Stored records
——————————
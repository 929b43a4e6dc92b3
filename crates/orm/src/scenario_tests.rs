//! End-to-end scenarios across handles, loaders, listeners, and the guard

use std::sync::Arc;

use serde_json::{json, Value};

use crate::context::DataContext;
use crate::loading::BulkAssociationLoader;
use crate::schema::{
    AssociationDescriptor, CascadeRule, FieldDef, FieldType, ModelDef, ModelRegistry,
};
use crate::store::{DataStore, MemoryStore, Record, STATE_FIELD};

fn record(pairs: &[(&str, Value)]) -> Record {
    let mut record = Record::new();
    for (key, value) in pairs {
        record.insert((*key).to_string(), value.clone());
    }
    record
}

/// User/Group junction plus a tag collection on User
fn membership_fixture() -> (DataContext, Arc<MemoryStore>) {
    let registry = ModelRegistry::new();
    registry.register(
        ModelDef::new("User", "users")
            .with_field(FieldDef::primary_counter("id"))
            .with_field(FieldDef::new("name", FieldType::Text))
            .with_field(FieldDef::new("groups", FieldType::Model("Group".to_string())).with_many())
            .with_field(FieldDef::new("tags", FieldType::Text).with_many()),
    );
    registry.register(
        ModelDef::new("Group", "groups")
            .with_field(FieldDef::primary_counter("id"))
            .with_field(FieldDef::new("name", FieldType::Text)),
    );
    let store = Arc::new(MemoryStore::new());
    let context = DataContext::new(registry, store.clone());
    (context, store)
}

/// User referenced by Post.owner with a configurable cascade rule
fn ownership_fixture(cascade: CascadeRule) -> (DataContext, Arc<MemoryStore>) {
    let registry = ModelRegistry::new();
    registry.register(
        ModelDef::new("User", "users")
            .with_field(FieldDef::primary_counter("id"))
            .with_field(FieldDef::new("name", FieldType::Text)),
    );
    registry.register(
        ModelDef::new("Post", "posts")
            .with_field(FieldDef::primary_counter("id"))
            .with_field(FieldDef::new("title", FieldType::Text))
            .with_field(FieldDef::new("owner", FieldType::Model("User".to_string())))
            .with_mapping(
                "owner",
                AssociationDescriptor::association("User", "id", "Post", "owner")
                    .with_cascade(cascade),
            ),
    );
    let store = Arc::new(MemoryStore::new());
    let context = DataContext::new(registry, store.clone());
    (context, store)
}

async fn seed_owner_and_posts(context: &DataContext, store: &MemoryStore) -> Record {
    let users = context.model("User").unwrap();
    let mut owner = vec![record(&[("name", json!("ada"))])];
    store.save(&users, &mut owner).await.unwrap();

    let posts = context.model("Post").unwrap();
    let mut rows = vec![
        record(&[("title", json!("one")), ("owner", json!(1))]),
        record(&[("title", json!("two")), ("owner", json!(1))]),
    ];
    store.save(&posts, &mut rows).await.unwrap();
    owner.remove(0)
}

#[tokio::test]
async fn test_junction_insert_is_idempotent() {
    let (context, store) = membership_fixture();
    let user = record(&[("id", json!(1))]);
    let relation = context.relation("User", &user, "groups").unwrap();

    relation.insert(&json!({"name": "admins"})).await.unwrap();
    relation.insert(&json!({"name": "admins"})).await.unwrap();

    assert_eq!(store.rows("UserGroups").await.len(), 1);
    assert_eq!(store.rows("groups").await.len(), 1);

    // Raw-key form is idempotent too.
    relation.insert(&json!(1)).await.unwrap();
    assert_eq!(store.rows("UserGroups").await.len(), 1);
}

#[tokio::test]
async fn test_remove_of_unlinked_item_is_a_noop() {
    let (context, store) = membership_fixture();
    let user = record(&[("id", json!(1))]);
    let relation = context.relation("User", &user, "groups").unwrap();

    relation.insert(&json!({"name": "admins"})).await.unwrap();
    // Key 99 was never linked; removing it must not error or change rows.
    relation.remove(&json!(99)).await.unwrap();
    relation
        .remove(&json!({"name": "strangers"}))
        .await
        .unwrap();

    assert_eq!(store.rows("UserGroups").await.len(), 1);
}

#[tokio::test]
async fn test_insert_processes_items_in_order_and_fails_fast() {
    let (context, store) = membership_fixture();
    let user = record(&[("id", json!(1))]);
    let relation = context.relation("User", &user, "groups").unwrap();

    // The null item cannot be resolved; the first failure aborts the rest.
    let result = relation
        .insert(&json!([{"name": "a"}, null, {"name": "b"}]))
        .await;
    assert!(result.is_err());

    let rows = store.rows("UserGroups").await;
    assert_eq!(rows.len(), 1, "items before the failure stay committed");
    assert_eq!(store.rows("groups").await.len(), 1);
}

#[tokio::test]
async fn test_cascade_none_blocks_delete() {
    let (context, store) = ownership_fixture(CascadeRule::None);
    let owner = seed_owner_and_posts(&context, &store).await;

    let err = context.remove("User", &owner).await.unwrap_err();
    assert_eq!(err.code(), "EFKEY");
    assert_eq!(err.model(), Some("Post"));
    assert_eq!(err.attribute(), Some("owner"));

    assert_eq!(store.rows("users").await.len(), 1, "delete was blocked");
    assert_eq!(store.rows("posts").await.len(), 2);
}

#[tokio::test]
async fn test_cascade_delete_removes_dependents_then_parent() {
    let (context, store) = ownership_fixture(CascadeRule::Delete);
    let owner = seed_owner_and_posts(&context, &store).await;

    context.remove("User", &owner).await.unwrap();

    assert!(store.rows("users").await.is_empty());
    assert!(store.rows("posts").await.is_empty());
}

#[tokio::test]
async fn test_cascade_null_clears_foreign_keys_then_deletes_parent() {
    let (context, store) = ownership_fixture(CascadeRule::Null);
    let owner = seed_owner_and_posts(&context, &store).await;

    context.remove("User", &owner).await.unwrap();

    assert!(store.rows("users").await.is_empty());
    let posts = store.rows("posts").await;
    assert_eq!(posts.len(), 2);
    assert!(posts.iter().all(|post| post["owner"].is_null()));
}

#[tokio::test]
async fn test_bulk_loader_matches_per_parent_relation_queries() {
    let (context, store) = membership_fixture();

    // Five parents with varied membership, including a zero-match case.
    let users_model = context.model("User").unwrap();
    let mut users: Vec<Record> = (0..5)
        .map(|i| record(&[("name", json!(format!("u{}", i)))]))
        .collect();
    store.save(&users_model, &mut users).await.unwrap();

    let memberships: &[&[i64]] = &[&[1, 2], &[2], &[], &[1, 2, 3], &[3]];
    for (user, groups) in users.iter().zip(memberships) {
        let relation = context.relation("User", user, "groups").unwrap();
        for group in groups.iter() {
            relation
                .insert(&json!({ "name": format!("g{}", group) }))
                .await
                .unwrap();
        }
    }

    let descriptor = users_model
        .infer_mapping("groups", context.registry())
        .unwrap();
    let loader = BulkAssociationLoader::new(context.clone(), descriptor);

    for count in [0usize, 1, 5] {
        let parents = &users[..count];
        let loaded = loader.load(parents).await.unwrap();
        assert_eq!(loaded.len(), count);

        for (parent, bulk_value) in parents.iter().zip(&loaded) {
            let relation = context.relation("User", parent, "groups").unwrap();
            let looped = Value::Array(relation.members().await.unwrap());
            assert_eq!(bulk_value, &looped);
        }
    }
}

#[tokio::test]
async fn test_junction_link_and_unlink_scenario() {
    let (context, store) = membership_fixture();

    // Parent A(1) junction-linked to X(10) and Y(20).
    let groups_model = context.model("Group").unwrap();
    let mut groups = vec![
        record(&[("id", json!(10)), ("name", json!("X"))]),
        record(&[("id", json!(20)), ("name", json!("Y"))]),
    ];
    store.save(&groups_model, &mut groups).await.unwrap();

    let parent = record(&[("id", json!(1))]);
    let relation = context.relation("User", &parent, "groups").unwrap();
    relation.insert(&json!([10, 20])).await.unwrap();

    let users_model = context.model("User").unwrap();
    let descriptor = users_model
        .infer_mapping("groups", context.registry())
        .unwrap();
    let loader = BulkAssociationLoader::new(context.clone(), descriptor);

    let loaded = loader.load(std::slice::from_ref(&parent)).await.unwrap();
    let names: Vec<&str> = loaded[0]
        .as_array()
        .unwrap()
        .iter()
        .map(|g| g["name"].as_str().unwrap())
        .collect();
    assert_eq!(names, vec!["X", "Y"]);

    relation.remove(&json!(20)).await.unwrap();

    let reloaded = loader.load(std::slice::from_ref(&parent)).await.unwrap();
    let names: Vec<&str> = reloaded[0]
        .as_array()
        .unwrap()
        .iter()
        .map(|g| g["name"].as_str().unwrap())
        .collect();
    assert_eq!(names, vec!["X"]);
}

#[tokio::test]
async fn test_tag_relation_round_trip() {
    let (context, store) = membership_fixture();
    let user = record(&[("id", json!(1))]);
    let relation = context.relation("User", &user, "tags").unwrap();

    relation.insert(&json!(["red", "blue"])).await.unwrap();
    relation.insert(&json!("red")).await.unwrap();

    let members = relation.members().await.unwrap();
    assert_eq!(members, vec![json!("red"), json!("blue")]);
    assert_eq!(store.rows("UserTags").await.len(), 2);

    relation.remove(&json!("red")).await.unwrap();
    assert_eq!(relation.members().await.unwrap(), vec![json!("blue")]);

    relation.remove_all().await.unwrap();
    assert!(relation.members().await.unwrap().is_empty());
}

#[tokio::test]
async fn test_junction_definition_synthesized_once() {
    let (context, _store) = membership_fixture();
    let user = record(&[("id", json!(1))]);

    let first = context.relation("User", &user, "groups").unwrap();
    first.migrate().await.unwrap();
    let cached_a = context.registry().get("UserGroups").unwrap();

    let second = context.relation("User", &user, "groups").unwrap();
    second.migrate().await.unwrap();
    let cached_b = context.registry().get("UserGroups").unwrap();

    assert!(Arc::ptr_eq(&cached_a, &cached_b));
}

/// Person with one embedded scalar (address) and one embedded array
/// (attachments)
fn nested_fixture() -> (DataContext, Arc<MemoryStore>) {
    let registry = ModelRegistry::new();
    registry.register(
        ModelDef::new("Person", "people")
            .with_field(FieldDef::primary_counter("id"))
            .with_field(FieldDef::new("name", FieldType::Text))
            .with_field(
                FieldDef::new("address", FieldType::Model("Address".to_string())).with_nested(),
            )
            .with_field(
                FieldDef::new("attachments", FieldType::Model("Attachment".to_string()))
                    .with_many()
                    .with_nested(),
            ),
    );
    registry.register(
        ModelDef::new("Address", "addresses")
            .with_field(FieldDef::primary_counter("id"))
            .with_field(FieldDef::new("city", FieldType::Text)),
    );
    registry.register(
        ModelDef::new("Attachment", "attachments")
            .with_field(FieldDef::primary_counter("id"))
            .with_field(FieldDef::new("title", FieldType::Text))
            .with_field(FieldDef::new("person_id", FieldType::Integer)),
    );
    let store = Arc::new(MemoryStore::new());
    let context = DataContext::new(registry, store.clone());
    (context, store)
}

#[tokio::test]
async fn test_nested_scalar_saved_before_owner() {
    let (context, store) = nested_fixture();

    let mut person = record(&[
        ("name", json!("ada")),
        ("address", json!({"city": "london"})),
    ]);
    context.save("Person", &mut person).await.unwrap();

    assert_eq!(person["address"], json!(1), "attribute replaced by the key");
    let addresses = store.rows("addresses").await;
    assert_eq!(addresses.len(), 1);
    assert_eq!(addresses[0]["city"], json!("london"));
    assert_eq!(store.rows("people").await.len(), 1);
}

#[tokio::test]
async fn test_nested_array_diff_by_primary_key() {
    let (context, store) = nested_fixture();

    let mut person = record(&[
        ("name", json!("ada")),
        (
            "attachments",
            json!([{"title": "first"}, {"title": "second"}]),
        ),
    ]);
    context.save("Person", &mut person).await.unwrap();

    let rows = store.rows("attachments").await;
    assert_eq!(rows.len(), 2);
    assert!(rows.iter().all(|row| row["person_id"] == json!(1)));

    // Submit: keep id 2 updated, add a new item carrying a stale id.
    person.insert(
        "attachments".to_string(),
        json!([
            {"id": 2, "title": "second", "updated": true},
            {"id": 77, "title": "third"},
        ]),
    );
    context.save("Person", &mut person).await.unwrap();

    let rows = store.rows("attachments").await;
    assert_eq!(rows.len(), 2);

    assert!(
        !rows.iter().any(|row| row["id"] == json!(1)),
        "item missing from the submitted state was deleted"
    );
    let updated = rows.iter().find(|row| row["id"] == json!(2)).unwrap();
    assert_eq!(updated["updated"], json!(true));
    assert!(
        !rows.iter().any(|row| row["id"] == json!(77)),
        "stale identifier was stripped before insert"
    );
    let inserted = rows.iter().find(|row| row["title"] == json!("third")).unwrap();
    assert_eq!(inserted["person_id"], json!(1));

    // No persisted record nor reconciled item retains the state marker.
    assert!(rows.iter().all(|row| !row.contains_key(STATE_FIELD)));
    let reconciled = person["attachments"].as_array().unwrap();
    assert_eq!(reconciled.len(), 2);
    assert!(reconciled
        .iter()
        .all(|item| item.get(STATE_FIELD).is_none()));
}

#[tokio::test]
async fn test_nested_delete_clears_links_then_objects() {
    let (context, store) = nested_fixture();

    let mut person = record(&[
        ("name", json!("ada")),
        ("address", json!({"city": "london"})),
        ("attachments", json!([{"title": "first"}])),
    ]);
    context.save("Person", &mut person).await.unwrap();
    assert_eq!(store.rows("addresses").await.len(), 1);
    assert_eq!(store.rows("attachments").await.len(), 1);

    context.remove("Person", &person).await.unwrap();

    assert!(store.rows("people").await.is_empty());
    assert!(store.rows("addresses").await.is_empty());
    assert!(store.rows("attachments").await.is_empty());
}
——————————
Work task
Which lines of the data include "addresses"? Copy each of them.

Response for this exercise
        ModelDef::new("Address", "addresses")
    let addresses = store.rows("addresses").await;
    assert_eq!(addresses.len(), 1);
    assert_eq!(addresses[0]["city"], json!("london"));
    assert_eq!(store.rows("addresses").await.len(), 1);
    assert!(store.rows("addresses").await.is_empty());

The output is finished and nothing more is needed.